■ Exercise data:
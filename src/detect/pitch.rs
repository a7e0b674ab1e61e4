//! Stage 5: Pitch estimation
//!
//! Autocorrelation-difference search over the sustained part of a note.
//! `r(lag)` is the summed absolute difference between the signal and itself
//! shifted by `lag`. It rises to a maximum around half the period and falls
//! to a minimum at the period. Lags are stepped geometrically (evenly in
//! pitch), and both extrema must hold for `latch_count` samples of lag
//! before they are accepted, which keeps harmonics and transient wiggles
//! from ending the search early.

use crate::audio::SampleSource;
use crate::config::{seconds_to_samples, PitchConfig};
use crate::error::Result as SplitResult;
use serde::{Deserialize, Serialize};

/// Detected fundamental of a note
#[derive(Debug, Clone, Copy, PartialEq, Serialize, Deserialize)]
pub struct PitchEstimate {
    /// Fundamental in Hz; 0.0 when undetermined
    pub frequency_hz: f32,
    /// `false` for best guesses and undetermined pitch
    pub confident: bool,
}

impl PitchEstimate {
    pub fn indeterminate() -> Self {
        Self {
            frequency_hz: 0.0,
            confident: false,
        }
    }

    pub fn is_determined(&self) -> bool {
        self.frequency_hz > 0.0
    }
}

/// Estimate the pitch of the note starting at `onset`.
///
/// The analysis buffer skips the attack (`attack_skip_s`) and spans up to
/// `analysis_window_s` or the end of the stream.
pub fn estimate_pitch<S: SampleSource + ?Sized>(
    source: &mut S,
    onset: usize,
    config: &PitchConfig,
) -> SplitResult<PitchEstimate> {
    let sr = source.sample_rate();
    let total = source.total_frame_count();
    let start = onset + seconds_to_samples(config.attack_skip_s, sr);

    if start >= total {
        log::warn!(
            "can't find pitch: analysis start {} is past the end of the stream ({})",
            start,
            total
        );
        return Ok(PitchEstimate::indeterminate());
    }

    let end = total
        .saturating_sub(1)
        .min(start + seconds_to_samples(config.analysis_window_s, sr));
    let samples = source.read_reference_range(start, end)?;

    Ok(estimate_from_samples(&samples, sr, config))
}

/// Pitch of a buffer of reference-channel samples
pub fn estimate_from_samples(samples: &[f32], sr: u32, config: &PitchConfig) -> PitchEstimate {
    let length = samples.len() / 2;
    let lag_bound = ((sr as f32 / config.min_freq_hz) as usize)
        .min(samples.len().saturating_sub(length + 1));
    let latch = config.latch_count;

    let mut lag = config.initial_lag.max(1);
    let mut evaluated: Vec<usize> = Vec::new();

    // Phase 1: first sustained maximum
    let mut max_r = 0.0f64;
    let mut max_at: Option<usize> = None;
    let mut latched = false;
    while lag < lag_bound {
        let r = difference_at(samples, lag, length);
        evaluated.push(lag);
        if r > max_r {
            max_r = r;
            max_at = Some(lag);
        }
        if let Some(at) = max_at {
            if lag - at >= latch {
                latched = true;
                break;
            }
        }
        lag = next_lag(lag, sr, config.autocorrelation_step);
    }

    if !latched {
        log::warn!(
            "can't find pitch (1): max at {:?}, lag {}, bound {}, latch {}",
            max_at,
            lag,
            lag_bound,
            latch
        );
        return PitchEstimate::indeterminate();
    }

    // Phase 2: next sustained minimum, well below the maximum
    let limit = max_r / config.max_ratio_divisor as f64;
    let mut min_r = f64::MAX;
    let mut min_at: Option<usize> = None;
    let mut confident = false;
    while lag < lag_bound {
        let r = difference_at(samples, lag, length);
        if evaluated.last() != Some(&lag) {
            evaluated.push(lag);
        }
        if r < min_r {
            min_r = r;
            min_at = Some(lag);
        }
        if let Some(at) = min_at {
            if lag - at >= latch && min_r < limit {
                confident = true;
                break;
            }
        }
        lag = next_lag(lag, sr, config.autocorrelation_step);
    }

    let period = match min_at {
        Some(at) => at,
        None => {
            log::warn!("can't find pitch (2): no lag left after the maximum at {:?}", max_at);
            return PitchEstimate::indeterminate();
        }
    };

    if !confident {
        log::warn!(
            "can't find pitch (2), returning best guess: max {:.1} at {:?}, min {:.1} at {}, limit {:.1}, lag {}",
            max_r,
            max_at,
            min_r,
            period,
            limit,
            lag
        );
    }

    let period = if config.refine_period {
        refine_period(samples, length, &evaluated, period, lag_bound)
    } else {
        period as f64
    };

    let frequency_hz = (sr as f64 / period) as f32;
    if frequency_hz > config.max_freq_hz {
        log::warn!(
            "pitch {:.1} Hz above {:.1} Hz, keeping it as a guess",
            frequency_hz,
            config.max_freq_hz
        );
        return PitchEstimate {
            frequency_hz,
            confident: false,
        };
    }

    log::debug!(
        "pitch {:.2} Hz (period {:.2} samples, confident {})",
        frequency_hz,
        period,
        confident
    );
    PitchEstimate {
        frequency_hz,
        confident,
    }
}

/// `r(lag)`: sum of `|s[t] - s[t + lag]|` for `t` in `1..length`
pub fn difference_at(samples: &[f32], lag: usize, length: usize) -> f64 {
    samples[1..length]
        .iter()
        .zip(&samples[1 + lag..length + lag])
        .map(|(&a, &b)| (a as f64 - b as f64).abs())
        .sum()
}

/// Next lag one pitch step (1/`steps_per_octave` octave) lower, at least one sample on
pub fn next_lag(lag: usize, sr: u32, steps_per_octave: f32) -> usize {
    let rate = sr as f64;
    let steps = steps_per_octave as f64;
    let position = steps * (rate / lag as f64).log2();
    let stepped = (rate / 2f64.powf((position - 1.0) / steps)) as usize;
    stepped.max(lag + 1)
}

/// Scan every integer lag between the coarse neighbours of `coarse`, then
/// interpolate a parabola through the best one and its neighbours.
fn refine_period(
    samples: &[f32],
    length: usize,
    evaluated: &[usize],
    coarse: usize,
    lag_bound: usize,
) -> f64 {
    let position = evaluated.iter().position(|&lag| lag == coarse);
    let (lo, hi) = match position {
        Some(i) => {
            let lo = if i > 0 { evaluated[i - 1] } else { coarse };
            let hi = evaluated.get(i + 1).copied().unwrap_or(coarse + (coarse - lo));
            (lo.max(1), hi.min(lag_bound.saturating_sub(1)))
        }
        None => (coarse, coarse),
    };

    let mut best = coarse;
    let mut best_r = difference_at(samples, coarse, length);
    for lag in lo..=hi {
        let r = difference_at(samples, lag, length);
        if r < best_r {
            best = lag;
            best_r = r;
        }
    }

    if best < 2 || best + 1 >= lag_bound {
        return best as f64;
    }

    let below = difference_at(samples, best - 1, length);
    let above = difference_at(samples, best + 1, length);
    let curvature = below - 2.0 * best_r + above;
    if curvature <= 0.0 {
        return best as f64;
    }
    let offset = (0.5 * (below - above) / curvature).clamp(-0.5, 0.5);
    best as f64 + offset
}

#[cfg(test)]
mod tests {
    use super::*;
    use std::f32::consts::PI;

    fn sine(freq: f32, sr: u32, seconds: f32) -> Vec<f32> {
        (0..(seconds * sr as f32) as usize)
            .map(|i| 0.5 * (2.0 * PI * freq * i as f32 / sr as f32).sin())
            .collect()
    }

    #[test]
    fn test_next_lag_is_geometric() {
        // one sample at a time while a semitone is less than a sample
        assert_eq!(next_lag(4, 48000, 12.0), 5);
        assert_eq!(next_lag(16, 48000, 12.0), 17);
        // 100 * 2^(1/12) = 105.9
        assert_eq!(next_lag(100, 48000, 12.0), 105);
        assert_eq!(next_lag(1000, 48000, 12.0), 1059);
    }

    #[test]
    fn test_difference_function() {
        let samples = vec![0.0, 1.0, 0.0, 1.0, 0.0, 1.0, 0.0, 1.0];
        // period 2: identical
        assert_eq!(difference_at(&samples, 2, 4), 0.0);
        // half period: every pair differs by 1, t = 1..4
        assert_eq!(difference_at(&samples, 1, 4), 3.0);
    }

    #[test]
    fn test_sine_pitch_within_one_percent() {
        let config = PitchConfig::default();
        for &freq in &[110.0f32, 440.0, 659.25] {
            let samples = sine(freq, 48000, 1.0);
            let estimate = estimate_from_samples(&samples, 48000, &config);
            assert!(estimate.confident, "{} Hz should be confident", freq);
            let error = (estimate.frequency_hz - freq).abs() / freq;
            assert!(error < 0.01, "{} Hz estimated as {}", freq, estimate.frequency_hz);
        }
    }

    #[test]
    fn test_coarse_search_only() {
        let config = PitchConfig {
            refine_period: false,
            ..PitchConfig::default()
        };
        let estimate = estimate_from_samples(&sine(440.0, 48000, 1.0), 48000, &config);
        assert!(estimate.confident);
        // coarse lags only land within a semitone step
        assert!((estimate.frequency_hz - 440.0).abs() / 440.0 < 0.06);
    }

    #[test]
    fn test_silence_is_indeterminate() {
        let config = PitchConfig::default();
        let estimate = estimate_from_samples(&vec![0.0; 48000], 48000, &config);
        assert_eq!(estimate, PitchEstimate::indeterminate());
    }

    #[test]
    fn test_too_short_buffer_is_indeterminate() {
        let config = PitchConfig::default();
        let estimate = estimate_from_samples(&sine(440.0, 48000, 0.001), 48000, &config);
        assert!(!estimate.is_determined());
    }
}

■ What to produce:
Wherever the word "minimum" turns up in the records above, copy the line that holds it.

■ Answer:
//! to a minimum at the period. Lags are stepped geometrically (evenly in
    // Phase 2: next sustained minimum, well below the maximum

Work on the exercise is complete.